In an alternative embodiment, the actuator 97 is a mechanically and/or electrically operated actuator. The mechanical and/or electrical actuator motivates the locking member 90 into and out of the locked and unlocked positions. The mechanical actuator may be any mechanical actuator including, but not limited to a mechanical spring or a cam system. An electrical actuator may include an electric motor adapted to move the locking member between the locked and unlocked positions. The electric actuator may be actuated using an RFID tag.

The biasing member 208 biases the piston 230 and thereby the locking member 90 toward the locked position. As shown, the piston 230 has an upper end 238 which is motivated by the biasing member 208 for biasing the piston 230 toward the locked position, as shown in FIG. 5. The biasing member 208 is shown as a coiled spring; however, it is contemplated that the biasing member may be any suitable biasing member such as a hydraulic or pneumatic biasing member, an elastic member, etc.

The locking member 90 as shown is the collet 236. The piston 230 is coupled to the collet 236. The collet 236 moves axially relative to the mandrel 203 between the release position shown in FIG. 4 and the locked position shown in FIG. 5. The collet 236 has an upset profile 239 adapted to engage the locking profile 99 of the bottom sub 60. In the locked position, an interior side of the collet 236 engages the locking profile 237 of the mandrel 203. In this position, the locking profile 237 prevents the collet 236 from moving radially inward. Thus, in the locked position the upset profile 239 of the collet 236 is engaged with the locking profile 99. In the release position, the piston 230 has moved radially up relative to the mandrel 203. The interior side of the collet 236 moves above the locking profile 99 thereby allowing the collet 236 to move radially inward. The radially movement of the collet 236 allows the collet 236 to be removed from the locking profile 99. Although the locking member 90 is described as a collet 236, other suitable locking members may be used to selectively engage and disengage the bottom sub 60 including, but not limited to, slips or locking dogs.
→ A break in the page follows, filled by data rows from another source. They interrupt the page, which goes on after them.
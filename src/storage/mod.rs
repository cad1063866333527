//! Storage layer for conversation persistence.
//!
//! This module provides SQLite-based storage for sessions and their
//! append-only event logs. One session row exists per session identifier;
//! events carry a per-session dense sequence number assigned at append
//! time, so ordering is append order and gaps are detectable on replay.

mod sqlite;

pub use sqlite::SqliteStorage;

use std::str::FromStr;

use async_trait::async_trait;
use chrono::{DateTime, Utc};
use serde::{Deserialize, Serialize};
use uuid::Uuid;

use crate::error::StorageResult;
use crate::stage::{SlotStore, Stage};

/// Who produced an event.
#[derive(Debug, Clone, Copy, Default, PartialEq, Eq, Serialize, Deserialize)]
#[serde(rename_all = "lowercase")]
pub enum Sender {
    /// The human being profiled.
    #[default]
    User,
    /// The assistant's outbound message.
    Bot,
    /// Internal mutations: slot writes, stage changes, metadata patches.
    System,
}

impl std::fmt::Display for Sender {
    fn fmt(&self, f: &mut std::fmt::Formatter<'_>) -> std::fmt::Result {
        match self {
            Sender::User => write!(f, "user"),
            Sender::Bot => write!(f, "bot"),
            Sender::System => write!(f, "system"),
        }
    }
}

impl FromStr for Sender {
    type Err = String;

    fn from_str(s: &str) -> Result<Self, Self::Err> {
        match s.to_lowercase().as_str() {
            "user" => Ok(Sender::User),
            "bot" => Ok(Sender::Bot),
            "system" => Ok(Sender::System),
            _ => Err(format!("Unknown sender: {}", s)),
        }
    }
}

/// Structured metadata attached to an event.
///
/// The named fields cover what every turn produces; `extra` keeps whatever
/// a later turn patches in without a schema change.
#[derive(Debug, Clone, Default, PartialEq, Serialize, Deserialize)]
pub struct EventMetadata {
    /// Intent the recognizer assigned to the utterance.
    #[serde(skip_serializing_if = "Option::is_none")]
    pub intent: Option<String>,
    /// Action the flow chose in response.
    #[serde(skip_serializing_if = "Option::is_none")]
    pub action: Option<String>,
    /// Confidence score for the extraction or intent.
    #[serde(skip_serializing_if = "Option::is_none")]
    pub confidence: Option<f64>,
    /// Extraction strategy that produced the value.
    #[serde(skip_serializing_if = "Option::is_none")]
    pub strategy: Option<String>,
    /// Entities the recognizer tagged in the utterance.
    #[serde(skip_serializing_if = "Option::is_none")]
    pub entities: Option<serde_json::Value>,
    /// Open extension map for late amendments.
    #[serde(flatten)]
    pub extra: serde_json::Map<String, serde_json::Value>,
}

impl EventMetadata {
    /// Empty metadata.
    pub fn new() -> Self {
        Self::default()
    }

    /// Set the intent name
    pub fn with_intent(mut self, intent: impl Into<String>) -> Self {
        self.intent = Some(intent.into());
        self
    }

    /// Set the chosen action
    pub fn with_action(mut self, action: impl Into<String>) -> Self {
        self.action = Some(action.into());
        self
    }

    /// Set the confidence score
    pub fn with_confidence(mut self, confidence: f64) -> Self {
        self.confidence = Some(confidence.clamp(0.0, 1.0));
        self
    }

    /// Set the extraction strategy
    pub fn with_strategy(mut self, strategy: impl Into<String>) -> Self {
        self.strategy = Some(strategy.into());
        self
    }

    /// Set the recognized entity list
    pub fn with_entities(mut self, entities: serde_json::Value) -> Self {
        self.entities = Some(entities);
        self
    }

    /// Add one extension field
    pub fn with_extra(mut self, key: impl Into<String>, value: serde_json::Value) -> Self {
        self.extra.insert(key.into(), value);
        self
    }
}

/// One immutable, timestamped record in a session's log.
#[derive(Debug, Clone, Serialize, Deserialize)]
pub struct Event {
    /// Unique event identifier, the reference for metadata patches.
    pub id: String,
    /// Parent session identifier.
    pub session_id: String,
    /// Per-session dense sequence number; append order.
    pub seq: i64,
    /// When the event was appended.
    pub timestamp: DateTime<Utc>,
    /// Stage the session was in at append time.
    pub stage: Stage,
    /// Who produced the event.
    pub sender: Sender,
    /// Message text or a rendered description of the mutation.
    pub content: String,
    /// Structured metadata.
    pub metadata: EventMetadata,
}

/// An event not yet appended: everything but the storage-assigned parts.
#[derive(Debug, Clone)]
pub struct EventDraft {
    pub stage: Stage,
    pub sender: Sender,
    pub content: String,
    pub metadata: EventMetadata,
}

impl EventDraft {
    /// Create a new draft with empty metadata
    pub fn new(stage: Stage, sender: Sender, content: impl Into<String>) -> Self {
        Self {
            stage,
            sender,
            content: content.into(),
            metadata: EventMetadata::new(),
        }
    }

    /// Attach metadata
    pub fn with_metadata(mut self, metadata: EventMetadata) -> Self {
        self.metadata = metadata;
        self
    }
}

/// A session row: identity plus the persisted profile state.
#[derive(Debug, Clone, Serialize, Deserialize)]
pub struct SessionRecord {
    /// Opaque external session identifier.
    pub id: String,
    /// When the session was created.
    pub created_at: DateTime<Utc>,
    /// When the session was last written.
    pub updated_at: DateTime<Utc>,
    /// Current collection stage.
    pub stage: Stage,
    /// Current slot store.
    pub slots: SlotStore,
}

impl SessionRecord {
    /// Create a fresh record for a new session identifier
    pub fn new(id: impl Into<String>) -> Self {
        let now = Utc::now();
        Self {
            id: id.into(),
            created_at: now,
            updated_at: now,
            stage: Stage::Greeting,
            slots: SlotStore::new(),
        }
    }
}

/// Everything known about one session: state plus the full event sequence.
#[derive(Debug, Clone, Serialize, Deserialize)]
pub struct SessionSnapshot {
    pub session: SessionRecord,
    pub events: Vec<Event>,
}

/// Storage trait for conversation persistence.
#[async_trait]
pub trait Storage: Send + Sync {
    // Session operations

    /// Create a session row for a new identifier.
    async fn create_session(&self, session: &SessionRecord) -> StorageResult<()>;
    /// Get a session by identifier.
    async fn get_session(&self, id: &str) -> StorageResult<Option<SessionRecord>>;
    /// Persist the profile state (slots + stage) for a session.
    async fn save_profile(&self, id: &str, slots: &SlotStore, stage: Stage) -> StorageResult<()>;
    /// All known session identifiers, oldest first.
    async fn list_sessions(&self) -> StorageResult<Vec<String>>;

    // Event operations

    /// Append one event; the sequence number is assigned inside the insert
    /// so a crash between appends never leaves a partial record visible.
    async fn append_event(&self, session_id: &str, draft: EventDraft) -> StorageResult<Event>;
    /// All events for a session in append order.
    async fn get_events(&self, session_id: &str) -> StorageResult<Vec<Event>>;
    /// One event by reference.
    async fn get_event(&self, session_id: &str, event_id: &str) -> StorageResult<Option<Event>>;
    /// Shallow-merge a JSON object into an event's metadata in place.
    /// Returns false when the event does not exist.
    async fn patch_event_metadata(
        &self,
        session_id: &str,
        event_id: &str,
        patch: &serde_json::Value,
    ) -> StorageResult<bool>;
}

/// Generate a new event identifier
pub(crate) fn new_event_id() -> String {
    Uuid::new_v4().to_string()
}

#[cfg(test)]
mod tests {
    use super::*;

    #[test]
    fn test_sender_round_trip() {
        for sender in [Sender::User, Sender::Bot, Sender::System] {
            let parsed: Sender = sender.to_string().parse().unwrap();
            assert_eq!(parsed, sender);
        }
        assert!(Sender::from_str("alien").is_err());
    }

    #[test]
    fn test_metadata_builders() {
        let metadata = EventMetadata::new()
            .with_intent("provide_age")
            .with_confidence(0.8)
            .with_strategy("pattern");

        assert_eq!(metadata.intent.as_deref(), Some("provide_age"));
        assert_eq!(metadata.confidence, Some(0.8));
        assert_eq!(metadata.strategy.as_deref(), Some("pattern"));
        assert!(metadata.action.is_none());
    }

    #[test]
    fn test_metadata_confidence_clamped() {
        let metadata = EventMetadata::new().with_confidence(1.5);
        assert_eq!(metadata.confidence, Some(1.0));
    }

    #[test]
    fn test_metadata_serde_skips_absent_fields() {
        let metadata = EventMetadata::new().with_intent("greet");
        let json = serde_json::to_value(&metadata).unwrap();
        assert_eq!(json["intent"], "greet");
        assert!(json.get("action").is_none());
    }

    #[test]
    fn test_metadata_extra_flattens() {
        let metadata =
            EventMetadata::new().with_extra("reviewed", serde_json::Value::Bool(true));
        let json = serde_json::to_value(&metadata).unwrap();
        assert_eq!(json["reviewed"], true);

        let back: EventMetadata = serde_json::from_value(json).unwrap();
        assert_eq!(back.extra["reviewed"], true);
    }

    #[test]
    fn test_session_record_starts_at_greeting() {
        let record = SessionRecord::new("sess-1");
        assert_eq!(record.stage, Stage::Greeting);
        assert!(record.slots.is_empty());
    }
}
In one embodiment, the torsion transfer member 95 comprises one or more alignment members 206. The alignment members 206, as shown, are members coupled to the mandrel 203. The alignment members 206 extend beyond the outer diameter of the mandrel 203 and are adapted to engage a matching slot or profile in the bottom sub 60. The alignment members 206 provide a torque transfer function to transfer torque from the release sub 50 to the bottom sub 60. Additionally, the alignment members 206 may be adapted to guide the release sub 50 into proper alignment with the bottom sub 60. Although the alignment members 206 are described as being a separate member coupled to the mandrel 203, it should be appreciated that the alignment members 206 may be integral with the mandrel 203. Further, the alignment members may be coupled to the bottom sub 206 and configured to engage a slot on the mandrel 203. The alignment members 206 may take any suitable form so long as the alignment members 206 are capable of transferring torque from the release sub 50 to the bottom sub 60.
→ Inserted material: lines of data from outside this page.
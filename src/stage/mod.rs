//! Staged collection flow.
//!
//! The [`StageMachine`] is the sole authority on what stage a session is in.
//! Stages form a fixed order; a session's stage index never decreases, and
//! advancing requires every mandatory slot of the current stage to hold a
//! valid value.

use std::collections::HashMap;
use std::str::FromStr;

use serde::{Deserialize, Serialize};
use tracing::debug;

use crate::error::ValidationError;
use crate::slots::{SlotName, SlotValue};

/// A named phase in the fixed collection order.
#[derive(Debug, Clone, Copy, PartialEq, Eq, PartialOrd, Ord, Serialize, Deserialize)]
#[serde(rename_all = "snake_case")]
pub enum Stage {
    /// Opening exchange before any profile data is collected.
    Greeting,
    /// Core personal fields: name, age, gender, preferences, height.
    #[serde(rename = "personal_data_collection")]
    PersonalData,
    /// Free-text interests.
    Interests,
    /// Partner preferences and deal-breakers.
    Preferences,
    /// Profile complete; no further gates are checked.
    Done,
}

impl Stage {
    /// All stages in collection order.
    pub fn all() -> &'static [Stage] {
        &[
            Stage::Greeting,
            Stage::PersonalData,
            Stage::Interests,
            Stage::Preferences,
            Stage::Done,
        ]
    }

    /// 0-based position in the collection order.
    pub fn index(&self) -> usize {
        match self {
            Stage::Greeting => 0,
            Stage::PersonalData => 1,
            Stage::Interests => 2,
            Stage::Preferences => 3,
            Stage::Done => 4,
        }
    }

    /// The stage after this one; `Done` stays `Done`.
    pub fn next(&self) -> Stage {
        match self {
            Stage::Greeting => Stage::PersonalData,
            Stage::PersonalData => Stage::Interests,
            Stage::Interests => Stage::Preferences,
            Stage::Preferences => Stage::Done,
            Stage::Done => Stage::Done,
        }
    }

    /// Whether this is the terminal stage.
    pub fn is_terminal(&self) -> bool {
        matches!(self, Stage::Done)
    }

    /// Slots that must hold valid values before this stage can advance.
    pub fn mandatory_slots(&self) -> &'static [SlotName] {
        match self {
            Stage::Greeting => &[],
            Stage::PersonalData => &[
                SlotName::Name,
                SlotName::Age,
                SlotName::Gender,
                SlotName::GenderPreference,
                SlotName::AgePreference,
                SlotName::Height,
            ],
            Stage::Interests => &[SlotName::Interests],
            Stage::Preferences => &[SlotName::Preferences, SlotName::DealBreakers],
            Stage::Done => &[],
        }
    }

    /// Canonical label, also used in event records.
    pub fn as_str(&self) -> &'static str {
        match self {
            Stage::Greeting => "greeting",
            Stage::PersonalData => "personal_data_collection",
            Stage::Interests => "interests",
            Stage::Preferences => "preferences",
            Stage::Done => "done",
        }
    }
}

impl std::fmt::Display for Stage {
    fn fmt(&self, f: &mut std::fmt::Formatter<'_>) -> std::fmt::Result {
        write!(f, "{}", self.as_str())
    }
}

impl FromStr for Stage {
    type Err = String;

    fn from_str(s: &str) -> Result<Self, Self::Err> {
        match s.to_lowercase().as_str() {
            "greeting" => Ok(Stage::Greeting),
            "personal_data_collection" => Ok(Stage::PersonalData),
            "interests" => Ok(Stage::Interests),
            "preferences" => Ok(Stage::Preferences),
            "done" => Ok(Stage::Done),
            _ => Err(format!("Unknown stage: {}", s)),
        }
    }
}

/// Mapping from slot name to its single current value (last write wins).
pub type SlotStore = HashMap<SlotName, SlotValue>;

/// The live profile state for one session: filled slots plus current stage.
#[derive(Debug, Clone, Default, Serialize, Deserialize)]
pub struct ProfileState {
    pub slots: SlotStore,
    pub stage: Stage,
}

impl Default for Stage {
    fn default() -> Self {
        Stage::Greeting
    }
}

impl ProfileState {
    /// Fresh state for a new session.
    pub fn new() -> Self {
        Self {
            slots: SlotStore::new(),
            stage: Stage::Greeting,
        }
    }

    /// Rebuild state from persisted parts.
    pub fn from_parts(slots: SlotStore, stage: Stage) -> Self {
        Self { slots, stage }
    }

    /// Whether a slot currently holds a value.
    pub fn is_filled(&self, slot: SlotName) -> bool {
        self.slots.contains_key(&slot)
    }
}

/// Result of applying one slot value.
#[derive(Debug, Clone, Copy, PartialEq, Eq)]
pub struct ApplyOutcome {
    /// Stage after the apply.
    pub stage: Stage,
    /// Whether the apply triggered a stage advance.
    pub advanced: bool,
}

/// Validates and applies slot values, advancing stages one step at a time.
#[derive(Debug, Clone, Copy, Default)]
pub struct StageMachine;

impl StageMachine {
    /// Create a new stage machine
    pub fn new() -> Self {
        Self
    }

    /// Write `value` into the store, then advance at most one stage if the
    /// current stage's mandatory set is now satisfied.
    ///
    /// A value failing its slot's validity predicate is rejected: the store
    /// is untouched and the stage does not move. Once terminal, values are
    /// still recorded but gates are no longer checked.
    pub fn apply(
        &self,
        state: &mut ProfileState,
        slot: SlotName,
        value: SlotValue,
    ) -> Result<ApplyOutcome, ValidationError> {
        slot.validate(&value)?;

        state.slots.insert(slot, value);

        if state.stage.is_terminal() {
            return Ok(ApplyOutcome {
                stage: state.stage,
                advanced: false,
            });
        }

        let satisfied = state
            .stage
            .mandatory_slots()
            .iter()
            .all(|s| state.is_filled(*s));

        if satisfied {
            let from = state.stage;
            state.stage = state.stage.next();
            debug!(from = %from, to = %state.stage, "Stage advanced");
            return Ok(ApplyOutcome {
                stage: state.stage,
                advanced: true,
            });
        }

        Ok(ApplyOutcome {
            stage: state.stage,
            advanced: false,
        })
    }

    /// The slot the flow wants next: the first unfilled mandatory slot of
    /// the current stage (looking one stage ahead while still greeting).
    /// `None` once the session is terminal.
    pub fn expected_slot(&self, state: &ProfileState) -> Option<SlotName> {
        if state.stage.is_terminal() {
            return None;
        }

        let stage = if state.stage.mandatory_slots().is_empty() {
            state.stage.next()
        } else {
            state.stage
        };

        stage
            .mandatory_slots()
            .iter()
            .copied()
            .find(|s| !state.is_filled(*s))
    }
}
A cross sectional view of the bottom sub 60 is shown in FIG. 6. The bottom sub 60 includes the receiving end 98, the locking profile 99, the torsion profile 101, the connector end 200A, and an optional circulation port 406. As discussed above the bottom sub 60 is configured to selectively receive and engage the release sub 50. The receiving end 98, as shown, is simply an opening in the bottom sub 60 configured to receive the stabbing end 202 of the release sub 50.

The locking profile 99 is a fishing profile 402 in one embodiment. The fishing profile 402 is configured to receive the upset profile 239 of the collet 236 when the collet 236 is in the locked position. The fishing profile 402 may have any suitable form so long as the fishing profile 402 receives the collet 236 and prevents the collet 236 from moving from the fishing profile 402 while the collet 236 is in the locked position. Thus, with the collet 236 in the fishing profile 402 and in the locked position the release sub 50 is axially engaged with the bottom sub 60. It is contemplated that the fishing profile 402 includes one or more slots or grooves configured to prevent the rotation of the collet 236 and thereby the release sub 50 relative to the bottom sub 60.
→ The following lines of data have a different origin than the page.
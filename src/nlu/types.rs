use serde::{Deserialize, Serialize};

/// Request to the text-understanding service
#[derive(Debug, Clone, Serialize)]
pub struct ExtractRequest {
    /// The raw user utterance.
    pub utterance: String,
    /// Slot name being filled.
    pub slot: String,
    /// One-line description of what to extract.
    #[serde(rename = "slotDescription")]
    pub slot_description: String,
    /// Model the service should run.
    pub model: String,
}

/// Response from the text-understanding service
#[derive(Debug, Clone, Deserialize)]
pub struct ExtractResponse {
    /// The extracted value, absent when nothing was found.
    pub value: Option<String>,
    /// Service-reported confidence, absent when the service does not score.
    pub confidence: Option<f64>,
    /// Explicit marker that the utterance holds no answer for this slot.
    #[serde(default)]
    pub unparseable: bool,
}

impl ExtractRequest {
    /// Create a new extraction request
    pub fn new(
        utterance: impl Into<String>,
        slot: impl Into<String>,
        slot_description: impl Into<String>,
        model: impl Into<String>,
    ) -> Self {
        Self {
            utterance: utterance.into(),
            slot: slot.into(),
            slot_description: slot_description.into(),
            model: model.into(),
        }
    }
}

impl ExtractResponse {
    /// Whether the service produced a usable value.
    pub fn has_value(&self) -> bool {
        !self.unparseable && self.value.as_deref().is_some_and(|v| !v.trim().is_empty())
    }
}

#[cfg(test)]
mod tests {
    use super::*;

    #[test]
    fn test_request_serializes_camel_case_description() {
        let request = ExtractRequest::new("I am 25", "age", "the user's age", "phi4");
        let json = serde_json::to_value(&request).unwrap();
        assert_eq!(json["slotDescription"], "the user's age");
        assert_eq!(json["utterance"], "I am 25");
    }

    #[test]
    fn test_response_has_value() {
        let response: ExtractResponse =
            serde_json::from_str(r#"{"value": "25", "confidence": 0.9}"#).unwrap();
        assert!(response.has_value());

        let response: ExtractResponse =
            serde_json::from_str(r#"{"value": null, "unparseable": true}"#).unwrap();
        assert!(!response.has_value());

        let response: ExtractResponse = serde_json::from_str(r#"{"value": "  "}"#).unwrap();
        assert!(!response.has_value());
    }
}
The bottom sub 60 may further include an alignment portion 403 configured to guide and align the release sub 50. As shown the alignment portion 403 is a mule shoe 404. The mule shoe 404 may include an alignment nose 414. The alignment nose is configured to receive and maneuver the nose end 232 of the release sub 50 into the locked position. The mule shoe 404 may have one or more alignment slots 412 as shown in FIG. 6A. The alignment slots 412 are configured to receive the alignment members 206 of the release sub 50. Thus, the nose 232 of the release sub 50 enters into the mule shoe 404 as the release sub 50 travels into the bottom sub 60. The alignment members 206 encounter the alignment nose 414 of the mule shoe 404. The alignment nose 414 may rotate the release sub 50 until the alignment members 206 are in line with the alignment slots 412. The alignment members 206 continue to travel in the mule shoe 404 until the collet 236 is in the locked position. The alignment members 206 engage the alignment slots 412 when the release sub 50 is rotated, thereby preventing relative rotation between the release sub 50 and the bottom sub 60.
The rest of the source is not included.